Scientific classification
- Kingdom: Plantae
- Clade: Embryophytes
- Clade: Tracheophytes
- Clade: Spermatophytes
- Clade: Angiosperms
- Clade: Eudicots
- Clade: Asterids
- Order: Gentianales
- Family: Apocynaceae
- Genus: Couma
- Species: C. macrocarpa
- Binomial name: Couma macrocarpa Barb.Rodr.

= Couma macrocarpa =

- Genus: Couma
- Species: macrocarpa
- Authority: Barb.Rodr.
- Conservation status: LC

Species of flowering plant

Couma macrocarpa, known by the common names avichure, leche caspi, leche huayo, sorva (a name it shares with its smaller relative Couma utilis), and cow tree, is a species of tropical plant native to tropical, humid Central and South America from Belize to Bolivia.

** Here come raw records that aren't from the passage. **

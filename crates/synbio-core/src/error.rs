use thiserror::Error;

/// A record tree that cannot form valid MERGE patterns.
///
/// `path` locates the offending record from the root, e.g.
/// `Project/CONTAINS[0]/BUILT_FROM[1]`.
#[derive(Error, Debug, Clone, PartialEq, Eq)]
pub enum ConstraintError {
    #[error("Record at {path} has an empty label")]
    EmptyLabel { path: String },

    #[error("Record at {path} has no properties to merge on")]
    EmptyProperties { path: String },

    #[error("Record at {path} has a property with an empty key")]
    EmptyPropertyKey { path: String },

    #[error("Record at {path} has a child list with an empty relationship type")]
    EmptyRelationType { path: String },

    #[error("Property {key} of record at {path} is not a finite number")]
    NonFiniteFloat { path: String, key: String },
}

impl ConstraintError {
    /// Location of the offending record within the tree.
    pub fn path(&self) -> &str {
        match self {
            Self::EmptyLabel { path }
            | Self::EmptyProperties { path }
            | Self::EmptyPropertyKey { path }
            | Self::EmptyRelationType { path }
            | Self::NonFiniteFloat { path, .. } => path,
        }
    }
}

Ideal environmental conditions for Couma macrocarpa are:
- average annual maximum temperature of 25.1 °C
- average annual minimum temperature of 17.2 °C
- average annual precipitation: 3,419 mm. (max) and 1,020 mm (min).

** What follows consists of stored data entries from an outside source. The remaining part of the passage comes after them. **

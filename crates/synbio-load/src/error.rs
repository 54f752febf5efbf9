//! Error types for the synbio-load crate.

use thiserror::Error;

#[derive(Error, Debug)]
pub enum LoadError {
    #[error("Failed to read {path}: {source}")]
    Read {
        path: String,
        #[source]
        source: std::io::Error,
    },

    #[error("Invalid record tree in {path}: {source}")]
    Parse {
        path: String,
        #[source]
        source: serde_json::Error,
    },

    #[error("Config error: {0}")]
    Config(#[from] config::ConfigError),
}

pub type Result<T> = std::result::Result<T, LoadError>;
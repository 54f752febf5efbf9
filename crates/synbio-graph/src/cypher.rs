//! Cypher for the node and edge upserts the writer issues.
//!
//! A node upsert is an exact-match lookup followed, when nothing matches, by
//! a create in the same transaction. An edge upsert is a single MERGE.
//!
//! Property values always travel as bind parameters. Labels, relationship
//! types and property keys cannot be parameterized in Cypher, so they are
//! backtick-quoted instead.

use neo4rs::{query, BoltType, Query};

use synbio_core::{Properties, RelationType, Scalar};

use crate::store::NodeHandle;

/// A Cypher statement with its bind parameters, before it is handed to the
/// driver.
#[derive(Debug, Clone, PartialEq)]
pub struct Statement {
    pub text: String,
    pub params: Vec<(String, Scalar)>,
}

impl Statement {
    pub fn param(&self, name: &str) -> Option<&Scalar> {
        self.params
            .iter()
            .find(|(key, _)| key == name)
            .map(|(_, value)| value)
    }

    pub fn to_query(&self) -> Query {
        self.params
            .iter()
            .fold(query(&self.text), |q, (key, value)| {
                q.param(key, to_bolt(value))
            })
    }
}

/// Find the nodes whose label and property set are exactly `label` and
/// `properties`, returning each element id as `handle`.
///
/// A Cypher property map only constrains the keys it names, so the key count
/// is pinned as well: a node carrying extra properties is a different node.
pub fn match_node(label: &str, properties: &Properties) -> Statement {
    let (pattern, mut params) = property_pattern(properties);
    params.push(("arity".to_string(), Scalar::Integer(properties.len() as i64)));

    let text = format!(
        "MATCH (n:{} {{{pattern}}})
         WHERE size(keys(n)) = $arity
         RETURN elementId(n) AS handle",
        quote_identifier(label),
    );

    Statement { text, params }
}

/// Create a node with exactly `label` and `properties`, returning its element
/// id as `handle`.
pub fn create_node(label: &str, properties: &Properties) -> Statement {
    let (pattern, params) = property_pattern(properties);

    let text = format!(
        "CREATE (n:{} {{{pattern}}})
         RETURN elementId(n) AS handle",
        quote_identifier(label),
    );

    Statement { text, params }
}

fn property_pattern(properties: &Properties) -> (String, Vec<(String, Scalar)>) {
    let mut params = Vec::with_capacity(properties.len() + 1);
    let mut pattern = Vec::with_capacity(properties.len());

    for (i, (key, value)) in properties.iter().enumerate() {
        let name = format!("p{i}");
        pattern.push(format!("{}: ${name}", quote_identifier(key)));
        params.push((name, value.clone()));
    }

    (pattern.join(", "), params)
}

/// MERGE an indexed edge between two already-resolved nodes, returning how
/// many edges were matched or created as `merged`.
pub fn merge_edge(
    parent: &NodeHandle,
    child: &NodeHandle,
    relation: &RelationType,
    index: i64,
) -> Statement {
    let text = format!(
        "MATCH (parent) WHERE elementId(parent) = $parent
         MATCH (child) WHERE elementId(child) = $child
         MERGE (parent)-[r:{} {{index: $index}}]->(child)
         RETURN count(r) AS merged",
        quote_identifier(relation.as_str())
    );

    Statement {
        text,
        params: vec![
            ("parent".to_string(), Scalar::String(parent.0.clone())),
            ("child".to_string(), Scalar::String(child.0.clone())),
            ("index".to_string(), Scalar::Integer(index)),
        ],
    }
}

/// Quote a label, relationship type or property key for use in Cypher.
pub fn quote_identifier(name: &str) -> String {
    format!("`{}`", name.replace('`', "``"))
}

fn to_bolt(value: &Scalar) -> BoltType {
    match value {
        Scalar::Boolean(b) => BoltType::from(*b),
        Scalar::Integer(i) => BoltType::from(*i),
        Scalar::Float(f) => BoltType::from(*f),
        Scalar::String(s) => BoltType::from(s.clone()),
    }
}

It is found at variable altitudes from sea level to 1000 metres, in non-flooding areas with good drainage and in soils of good fertility. It adapts well to ultisols and oxisols and can tolerate long dry periods.

In the Peruvian Amazon it is cultivated for its latex. It is grown in Loreto, San Martín, Ucayali, Madre de Dios, Huánuco, and Pasco. The sticky white latex is eaten for treating diarrhea and skin ailments. It is used for patching, sealing and to waterproof canoes. The latex has been harvested for use in plastics and rubber. The fruits are chewy, milky, and sweet-tasting and attract monkeys.